Le décubitus ventral réduit-il le risque d’intubation et/ou de mortalité chez des sujets avec insuffisance respiratoire aiguë (IRA) hypoxémiante liée au COVID-19 et non intubés ?

Type d’étude

Multicentrique, prospective, randomisée, contrôlée, en simple aveugle, internationale, selon une méthode de « méta-essai »

Population étudiée

Les critères d’inclusion étaient :

  1. Sujets adultes,
  2. atteints ou suspects de COVID-19,
  3. ayant une insuffisance respiratoire aiguë hypoxémiante définie par un besoin d’oxygène à haut débit par canules nasales et un rapport SpO2/FIO2≤315 (équivalent à un rapport PaO2/FIO2≤300mmHg).

Les critères de non-inclusion étaient :

  1. incapacité ou refus de fournir un consentement,
  2. instabilité hémodynamique,
  3. indice de masse corporelle>40 kg/m²,
  4. femmes enceintes,
  5. contre-indication au DV.
Méthode

Il s’agit d’une étude qui a regroupé 6 essais randomisés contrôlés comparant un groupe expérimental (le DV) à un groupe de contrôle (décubitus dorsal) et conduits indépendamment dans 6 pays différents : Canada, Espagne, Etats-Unis, France, Irlande et Mexique. Les patients du groupe DV étaient mis sur le ventre le plus longtemps possible en fonction de leur tolérance, avec l’aide de l’équipe soignante. Le DV était stoppé en cas de sevrage de l’oxygène à haut débit, d’intubation ou de décès. Dans chaque groupe l’administration d’oxygène à haut débit était basée sur un débit maximal possible et une FIO2 ajustée pour un objectif de SpO2 entre 90 et 95%.

Le critère de jugement principal est l’échec thérapeutique défini par intubation ou décès.

Résultats essentiels

Dans le groupe DV et dans le groupe DD, 564 et 557 patients ont été analysés en intention de traiter. Le DV réduit significativement le risque d’échec thérapeutique avec un risque relatif (RR) de 0,78 (Intervalle de confiance à 95% (IC95) = 0,65 à 0,93). Ce résultat est essentiellement le fait de la réduction du risque d’intubation (RR=0,75 (IC95=0,62–0,91) car le RR pour la mortalité n’est pas significatif (0,87 (0,68–1,11)).
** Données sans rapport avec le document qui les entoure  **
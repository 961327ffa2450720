/*
 * Copyright 2024 Fluence Labs Limited
 *
 * Licensed under the Apache License, Version 2.0 (the "License");
 * you may not use this file except in compliance with the License.
 * You may obtain a copy of the License at
 *
 *     http://www.apache.org/licenses/LICENSE-2.0
 *
 * Unless required by applicable law or agreed to in writing, software
 * distributed under the License is distributed on an "AS IS" BASIS,
 * WITHOUT WARRANTIES OR CONDITIONS OF ANY KIND, either express or implied.
 * See the License for the specific language governing permissions and
 * limitations under the License.
 */

mod dev_msr;

pub use dev_msr::DevMSR;
pub use dev_msr::DevMSRCore;
/*
 * Copyright 2024 Fluence Labs Limited
 *
 * Licensed under the Apache License, Version 2.0 (the "License");
 * you may not use this file except in compliance with the License.
 * You may obtain a copy of the License at
 *
 *     http://www.apache.org/licenses/LICENSE-2.0
 *
 * Unless required by applicable law or agreed to in writing, software
 * distributed under the License is distributed on an "AS IS" BASIS,
 * WITHOUT WARRANTIES OR CONDITIONS OF ANY KIND, either express or implied.
 * See the License for the specific language governing permissions and
 * limitations under the License.
 */

//! Addresses of the architectural registers the batch engine reads on its own,
//! apart from the register an operation targets.

use serde::Deserialize;
use serde::Serialize;

pub const IA32_TIME_STAMP_COUNTER: u32 = 0x010;
pub const IA32_MPERF: u32 = 0x0E7;
pub const IA32_APERF: u32 = 0x0E8;
pub const IA32_PERF_STATUS: u32 = 0x198;
pub const IA32_THERM_STATUS: u32 = 0x19C;
pub const IA32_FIXED_CTR0: u32 = 0x309;

/// Registers sampled around and after the primary register of an operation.
#[derive(Copy, Clone, Debug, PartialEq, Eq, Serialize, Deserialize)]
pub struct SideRegisters {
    /// Counter sampled at the auxiliary sample points.
    pub aux_counter: u32,
    pub thermal_status: u32,
    pub perf_status: u32,
    pub instructions_retired: u32,
}

impl Default for SideRegisters {
    fn default() -> Self {
        Self {
            aux_counter: IA32_MPERF,
            thermal_status: IA32_THERM_STATUS,
            perf_status: IA32_PERF_STATUS,
            instructions_retired: IA32_FIXED_CTR0,
        }
    }
}
use crate::error::{Error, Result};
use crate::merge::LIST_ACTION;
use crate::operations::{FileSwap, Operation, VppPath, XmlEdit};
use crate::options::{resolve_inputs, Input, InputDecl, ModOption, SelectionMap};
use crate::user_input::resolve_user_input;
use crate::xml::{self, XmlElement};
use log::warn;
use std::{
    fs,
    path::{Path, PathBuf},
};

pub const MODINFO_FILE: &str = "modinfo.xml";

#[derive(Debug, Clone)]
pub enum Change {
    Edit {
        path: VppPath,
        action: Option<String>,
        fragment: XmlElement,
    },
    Replace {
        path: VppPath,
        source: PathBuf,
    },
}

#[derive(Debug, Clone)]
pub struct ModInfo {
    pub name: String,
    pub author: Option<String>,
    pub description: Option<String>,
    pub root: PathBuf,
    pub changes: Vec<Change>,
    pub inputs: Vec<InputDecl>,
}

impl ModInfo {
    pub fn load(root: &Path) -> Result<Self> {
        let path = find_modinfo(root)
            .ok_or_else(|| Error::InvalidModInfo(format!("no {MODINFO_FILE} in {root:?}")))?;
        let bytes = fs::read(&path).map_err(|err| Error::io(&path, err))?;
        let doc = xml::parse_bytes(&bytes)?;
        Self::from_element(&doc.root, root)
    }

    pub fn from_element(element: &XmlElement, root: &Path) -> Result<Self> {
        if !element.name.eq_ignore_ascii_case("ModInfo") {
            return Err(Error::InvalidModInfo(format!(
                "expected <ModInfo> root, found <{}>",
                element.name
            )));
        }
        let name = element
            .attribute_ignore_case("Name")
            .map(str::to_string)
            .or_else(|| {
                root.file_name()
                    .map(|name| name.to_string_lossy().to_string())
            })
            .unwrap_or_else(|| "Unnamed mod".to_string());

        let inputs = match element.child_ignore_case("UserInput") {
            Some(block) => parse_inputs(block)?,
            None => Vec::new(),
        };
        let changes = match element.child_ignore_case("Changes") {
            Some(block) => parse_changes(block, root)?,
            None => Vec::new(),
        };

        Ok(Self {
            name,
            author: element.attribute_ignore_case("Author").map(str::to_string),
            description: element
                .attribute_ignore_case("Description")
                .map(str::to_string),
            root: root.to_path_buf(),
            changes,
            inputs,
        })
    }

    pub fn resolve_inputs(&self) -> Result<Vec<Input>> {
        resolve_inputs(self.inputs.clone())
    }

    /// Turns changes into operations numbered from `first_index`, with
    /// selections already inlined into every edit fragment.
    pub fn operations(&self, selections: &SelectionMap, first_index: usize) -> Result<Vec<Operation>> {
        let mut operations = Vec::with_capacity(self.changes.len());
        for (offset, change) in self.changes.iter().enumerate() {
            let index = first_index + offset;
            let operation = match change {
                Change::Edit {
                    path,
                    action,
                    fragment,
                } => {
                    let mut fragment = fragment.clone();
                    resolve_user_input(&mut fragment, selections)?;
                    Operation::XmlEdit(XmlEdit {
                        index,
                        path: path.clone(),
                        action: action.clone(),
                        fragment: fragment.children,
                    })
                }
                Change::Replace { path, source } => Operation::FileSwap(FileSwap {
                    index,
                    path: path.clone(),
                    source: source.clone(),
                }),
            };
            operations.push(operation);
        }
        Ok(operations)
    }
}

fn find_modinfo(root: &Path) -> Option<PathBuf> {
    let entries = fs::read_dir(root).ok()?;
    entries
        .flatten()
        .map(|entry| entry.path())
        .find(|path| {
            path.is_file()
                && path
                    .file_name()
                    .map(|name| name.to_string_lossy().eq_ignore_ascii_case(MODINFO_FILE))
                    .unwrap_or(false)
        })
}

fn parse_inputs(block: &XmlElement) -> Result<Vec<InputDecl>> {
    let mut inputs = Vec::new();
    for element in block.child_elements() {
        if !element.name.eq_ignore_ascii_case("ListBox") {
            warn!("ignoring unsupported user input <{}>", element.name);
            continue;
        }
        let name = required_attribute(element, "Name")?;
        let options = element
            .child_elements()
            .filter(|child| child.name.eq_ignore_ascii_case("Option"))
            .enumerate()
            .map(|(index, option)| {
                if !option.has_children() {
                    return ModOption::Default;
                }
                let name = option
                    .attribute_ignore_case("Name")
                    .map(str::to_string)
                    .unwrap_or_else(|| format!("Option {}", index + 1));
                ModOption::Fixed {
                    name,
                    content: option.clone(),
                }
            })
            .collect();
        inputs.push(InputDecl {
            display_name: element
                .attribute_ignore_case("DisplayName")
                .map(str::to_string)
                .unwrap_or_else(|| name.clone()),
            allow_custom: element
                .attribute_ignore_case("AllowCustom")
                .map(|value| value.trim().eq_ignore_ascii_case("true"))
                .unwrap_or(false),
            same_options_as: element
                .attribute_ignore_case("SameOptionsAs")
                .map(str::to_string),
            name,
            options,
        });
    }
    Ok(inputs)
}

fn parse_changes(block: &XmlElement, root: &Path) -> Result<Vec<Change>> {
    let mut changes = Vec::new();
    for element in block.child_elements() {
        let path = VppPath::parse(&required_attribute(element, "File")?)?;
        if element.name.eq_ignore_ascii_case("Edit") {
            changes.push(Change::Edit {
                path,
                action: element.attribute_ignore_case(LIST_ACTION).map(str::to_string),
                fragment: element.clone(),
            });
        } else if element.name.eq_ignore_ascii_case("Replace") {
            let relative = required_attribute(element, "NewFile")?.replace('\\', "/");
            let source = root.join(relative);
            if !source.is_file() {
                return Err(Error::InvalidModInfo(format!(
                    "replacement {source:?} for {path} does not exist"
                )));
            }
            changes.push(Change::Replace { path, source });
        } else {
            return Err(Error::InvalidModInfo(format!(
                "unknown change <{}>",
                element.name
            )));
        }
    }
    Ok(changes)
}

fn required_attribute(element: &XmlElement, name: &str) -> Result<String> {
    element
        .attribute_ignore_case(name)
        .map(str::to_string)
        .ok_or_else(|| {
            Error::InvalidModInfo(format!("<{}> is missing `{name}`", element.name))
        })
}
Par ailleurs, le DV est associé à un sevrage plus rapide de l’oxygène à haut débit. Dans le groupe DV, le rapport SpO2/FIO2 est significativement amélioré comme l’index ROX.

Commentaires

Le DV avait été montré capable de réduire la mortalité chez des sujets intubés avec syndrome de détresse respiratoire aiguë (SDRA) modéré à sévère1. Les experts de la SRLF avaient eu un accord fort pour le recommander dans cette indication (PaO2/FIO2<150 mmHg)2. Les études de pratique avant la pandémie de COVID indiquaient une faible utilisation du DV3. Avec la pandémie à COVID-19, la pratique du DV s’est développée de façon considérable, des fréquences d’utilisation de 70% étant rapportées4-6. Avant même la pandémie à COVID-19 la proposition d’utiliser le DV chez des sujets non intubés avait été mise en avant et des projets d’essais randomisés profilés. Avec l’irruption de la pandémie ces essais portant chez des sujets non-COVID n’ont pu se mettre en place mais la pratique du DV avant intubation a connu un considérable engouement et a fait l’objet de très nombreuses publications d’études interventionelles7.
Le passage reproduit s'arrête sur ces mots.